He wrote of later “coming back to his place the candle and shrine had burnt down to a beige hard puddle. I told him out loud how sad I am… I can’t imagine my life without this man… My conversations with him even when depressed or afraid always had some reassuring calm. Somewhere in the midst of the fear surrounding the problem he could reach right in with little effort and the result was clarity and suddenly allowing yourself strength in a way that seemed right: healthy and real. I felt this sadness all day and night.”
David had decided to move into Hujar’s loft. He would breathe the same air Hujar had breathed. He would hang on to any vestige. He would leave the phone and utility bills in that name, keep “Hujar” coming to the space. He even saved the junk mail that came for Hujar and at some point tried to stitch it all together to use as background for a piece, the way he used maps. He could hide now, with his name no longer in the phone book. (His mother, for example, never knew where he was living after 1987). He had his mail from Thirteenth Street forwarded to Tom’s house.
Moving to the loft also solved a practical dilemma. He’d been offered a lease extension at his Thirteenth Street apartment, either $982.50 a month for one year or $1,015.86 for two years—rather steep for a dump between Avenues A and B in 1988. His rent there had more than doubled in two years, as his landlord kept getting “rent adjustments” upwards. That didn’t bode well.
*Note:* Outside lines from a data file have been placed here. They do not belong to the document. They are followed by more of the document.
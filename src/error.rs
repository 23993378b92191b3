use std::fmt;
use std::io;

/// Errors raised by the visualization layer. None of them are fatal to the
/// machine: a failed render keeps the previous surface, a rejected page keeps
/// the previous page.
#[derive(Debug)]
pub enum VisError {
    /// Peripheral buffer does not reach the highest DDRAM address the grid
    /// mapping reads.
    BufferTooSmall {
        /// bytes the mapping needs
        needed: usize,
        /// bytes actually supplied
        actual: usize,
    },

    /// Memory page outside 0x00-0xff.
    PageOutOfRange(u16),

    /// A colour in the configuration wasn't `RRGGBB` hex.
    InvalidColour(String),

    /// Terminal backend or file I/O failed.
    Io(io::Error),
}

impl fmt::Display for VisError {
    fn fmt(&self, f: &mut fmt::Formatter) -> fmt::Result {
        match self {
            VisError::BufferTooSmall { needed, actual } => write!(
                f,
                "peripheral buffer too small: need {} bytes, got {}",
                needed, actual
            ),
            VisError::PageOutOfRange(page) => {
                write!(f, "memory page 0x{:X} is outside 0x00-0xFF", page)
            }
            VisError::InvalidColour(s) => write!(f, "invalid colour {:?}, expected RRGGBB", s),
            VisError::Io(e) => write!(f, "I/O error: {}", e),
        }
    }
}

impl std::error::Error for VisError {
    fn source(&self) -> Option<&(dyn std::error::Error + 'static)> {
        match self {
            VisError::Io(e) => Some(e),
            _ => None,
        }
    }
}

impl From<io::Error> for VisError {
    fn from(e: io::Error) -> Self {
        VisError::Io(e)
    }
}
//! Property-based tests for the serial terminal's inbound path.

use buriview::terminal::TerminalBridge;
use proptest::prelude::*;

const ROWS: usize = 6;
const COLS: usize = 12;

fn snapshot(t: &TerminalBridge) -> (Vec<String>, (usize, usize)) {
    let lines = (0..ROWS).map(|y| t.screen().line_text(y)).collect();
    let c = t.screen().cursor();
    (lines, (c.x, c.y))
}

/// printable text, control codes and escape sequence fragments
fn terminal_bytes() -> impl Strategy<Value = Vec<u8>> {
    prop::collection::vec(
        prop_oneof![
            4 => 0x20u8..0x7f,
            1 => Just(b'\r'),
            1 => Just(b'\n'),
            1 => Just(0x08u8),
            1 => Just(0x1bu8),
            1 => Just(b'['),
            1 => 0x30u8..0x3a,
            1 => prop::sample::select(vec![b'A', b'B', b'C', b'D', b'H', b'J', b'K', b'm']),
        ],
        0..200,
    )
}

proptest! {
    /// Property: however the bytes are split between polls, the screen ends up the same
    #[test]
    fn prop_drain_is_associative(bytes in terminal_bytes(), split in any::<prop::sample::Index>()) {
        let cut = split.index(bytes.len() + 1);

        let mut batched = TerminalBridge::new(ROWS, COLS);
        for b in &bytes[..cut] {
            batched.receive_byte(*b);
        }
        batched.poll();
        for b in &bytes[cut..] {
            batched.receive_byte(*b);
        }
        batched.poll();

        let mut whole = TerminalBridge::new(ROWS, COLS);
        for b in &bytes {
            whole.receive_byte(*b);
        }
        whole.poll();

        prop_assert_eq!(snapshot(&batched), snapshot(&whole));
    }

    /// Property: enqueueing twice then draining once equals enqueueing once
    #[test]
    fn prop_enqueue_batches_merge(a in terminal_bytes(), b in terminal_bytes()) {
        let mut two = TerminalBridge::new(ROWS, COLS);
        let inbound = two.inbound();
        for x in a.iter().chain(b.iter()) {
            inbound.receive_byte(*x);
        }
        two.poll();

        let mut one = TerminalBridge::new(ROWS, COLS);
        let joined: Vec<u8> = a.iter().chain(b.iter()).copied().collect();
        for x in &joined {
            one.receive_byte(*x);
        }
        one.poll();

        prop_assert_eq!(snapshot(&two), snapshot(&one));
    }

    /// Property: the cursor never leaves the screen
    #[test]
    fn prop_cursor_stays_on_screen(bytes in terminal_bytes()) {
        let mut t = TerminalBridge::new(ROWS, COLS);
        for b in &bytes {
            t.receive_byte(*b);
        }
        t.poll();
        let c = t.screen().cursor();
        prop_assert!(c.x < COLS);
        prop_assert!(c.y < ROWS);
    }
}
Meanwhile, Hujar’s rent was $375. Tom remembered David moving to the loft at the beginning of January 1988.
For years, David had been telling people that his career was in trouble. It was one of the first things he had told Tom about his life as an artist. Schneider and Erdman remembered the only time Hujar ever got mad at David: One night, years earlier, when Hujar had them all over for dinner, David said he was going to have to take a phone call from a journalist who was fact-checking—and this article was crucial because his career was in the toilet. Hujar angrily told him it was wrong to put something like that ahead of dinner with friends. But now, as 1988 began, David’s career was genuinely in trouble. He’d had two shows in ’87 and sold one piece. The art world had moved on to Neo Geo and Jeff Koons. The East Village was passé, and David was its emblem. He ended 1987 with $166.53 in the bank. Given that David liked to be paid in cash whenever possible, that may not accurately represent his worth. Still, he had a real reason for concern.
On January 20th, he applied to the Pollock-Krasner Foundation for a grant, listing his ’87 income as $4,125. He also stated that from 1985 to 1987 he had given more than $12,000 to Peter Hujar.
Later, he said that he wished he could have filmed the snowstorm that suddenly engulfed the car on the interstate and the pack of dogs on the road all standing around one dog who’d been hit by a car, who lay there not moving.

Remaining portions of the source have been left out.